Traditionally, a joint distribution of several continuous/metric variables is modeled as a multivariate normal. We estimate the mean vector and covariance matrix of the multivariate normal. When standardized, the covariance matrix is the correlation matrix, so pairwise correlations can be inspected. Moreover, if it's meaningful to compare correlations, then we can also examine the posterior difference of pairwise correlations.

As an example, I'll use the data regarding Scholastic Aptitude Test (SAT) scores from Guber (1999), explained in Chapter 18 of DBDA2E. We'll consider three data variables: SAT total score (SATT), spending per student (Spend), and percentage of students taking the exam (PrcntTake). Here's a plot of the data from different perspectives:

Instead of doing linear regression of SAT on Spend and PrcntTake, we'll describe the joint distribution as a multivariate normal. This is straightforward in JAGS, because JAGS has a multivariate normal distribution built in. The model specification includes the likelihood function:

  zy[i,1:Nvar] ~ dmnorm( zMu[1:Nvar] , zInvCovMat[1:Nvar,1:Nvar] )

where the "z" prefixes of the variable names indicate that the data have been standardized inside JAGS. In the code above, zy[i,:] is the ith data point (a vector), zMu[:] is the vector of estimated means, and zInvCovMat[:,:] is the inverse covariance matrix. Just as JAGS parameterizes the normal distribution by the inverse variance (i.e., the precision), JAGS parameterizes the multivariate normal by the inverse covariance.

The prior on each mean is a broad normal. The prior on the inverse covariance matrices is a generic Wishart distribution, which is a multidimensional generalization of a gamma distribution. The Wishart is a distribution over matrices. The Wishart is built into JAGS.

The R code appended below provides the complete script, including the model specification and the graphics commands. The script needs the utilities script from DBDA2E for opening graphics windows.

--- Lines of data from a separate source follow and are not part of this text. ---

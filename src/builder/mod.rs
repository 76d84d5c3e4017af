//! Tunnel-builder capability.
//!
//! This module defines the seam between directive interpretation and the
//! platform: a [`TunBuilder`] accumulates one tunnel configuration
//! transaction (addresses, routes, DNS, proxy, MTU) and finally turns it
//! into a live tunnel descriptor. Platform integrations implement the
//! trait against their OS facilities; [`BuilderCapture`] implements it by
//! recording, which serves both diagnostics and session-persistence
//! fingerprinting.

mod capture;

pub use capture::{BuilderCapture, HostPort, RerouteGw, RouteEntry};

use std::net::IpAddr;
use std::os::unix::io::RawFd;
use std::sync::{Arc, Mutex};

use crate::redirect::RedirectFlags;

/// One configuration transaction against a platform tunnel facility.
///
/// Calls arrive in a fixed order: `new_session`, then addresses, routes,
/// DNS and proxy settings, then the finalizers, then `establish`.
/// Configuration calls return `false` to reject; the caller treats a
/// rejection as fatal for structural calls and per-item for scans.
pub trait TunBuilder: Send {
    /// Begin a new transaction, discarding any previous one.
    fn new_session(&mut self) -> bool;

    /// Server address the transport connects to. Kept off the tunnel so
    /// redirected default routes cannot swallow the control connection.
    fn set_remote_address(&mut self, address: IpAddr) -> bool;

    /// Add a local tunnel address with its prefix length.
    fn add_address(&mut self, address: IpAddr, prefix_len: u8) -> bool;

    /// Record the default-route redirection decision per IP version,
    /// together with the server address (which platform builders must
    /// keep reachable outside the tunnel) and the full redirect flag word.
    fn reroute_gateway(
        &mut self,
        server: IpAddr,
        ipv4: bool,
        ipv6: bool,
        flags: RedirectFlags,
    ) -> bool;

    /// Route traffic for this network into the tunnel.
    fn add_route(&mut self, address: IpAddr, prefix_len: u8) -> bool;

    /// Keep traffic for this network out of the tunnel.
    fn exclude_route(&mut self, address: IpAddr, prefix_len: u8) -> bool;

    fn add_dns_server(&mut self, address: IpAddr) -> bool;

    fn add_search_domain(&mut self, domain: &str) -> bool;

    fn add_proxy_bypass(&mut self, host: &str) -> bool;

    fn set_proxy_auto_config_url(&mut self, url: &str) -> bool;

    fn set_proxy_http(&mut self, host: &str, port: u16) -> bool;

    fn set_proxy_https(&mut self, host: &str, port: u16) -> bool;

    fn set_mtu(&mut self, mtu: u16) -> bool;

    fn set_session_name(&mut self, name: &str) -> bool;

    /// Create the tunnel interface from the accumulated transaction and
    /// return its raw descriptor. Recording builders return `None`.
    fn establish(&mut self) -> Option<RawFd> {
        None
    }

    /// Tear down whatever `establish` created. Default no-op.
    fn teardown(&mut self) {}
}

/// How the long-lived platform builder is shared between the client,
/// the configurator and session persistence.
pub type SharedBuilder = Arc<Mutex<dyn TunBuilder>>;

/// Wrap a builder for shared use.
pub fn shared<B: TunBuilder + 'static>(builder: B) -> SharedBuilder {
    Arc::new(Mutex::new(builder))
}

/// Lock a shared builder, riding through poisoning so a panicked config
/// pass cannot wedge teardown.
pub fn lock(b: &SharedBuilder) -> std::sync::MutexGuard<'_, dyn TunBuilder + 'static> {
    b.lock().unwrap_or_else(std::sync::PoisonError::into_inner)
}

Here is some selected output from the program. In particular, the program produces plots of the posterior distributions of the pairwise correlations, presented with the data and level contours from the multivariate normal:








Finally, here is a plot of the posterior of the difference of two correlations:
You should consider differences of correlations only if it's really meaningful to do so. Just as with taking differences of standardized regression coefficients, taking differences of correlations is assuming that the correlations are "on the same scale" which only makes sense to the extent that one standard deviation of SAT is "the same" as one standard deviation of Spending and is "the same" as one standard deviation of Percentage Taking the Exam.

The full R script follows. Add a comment to this post if this script is useful to you. Enjoy!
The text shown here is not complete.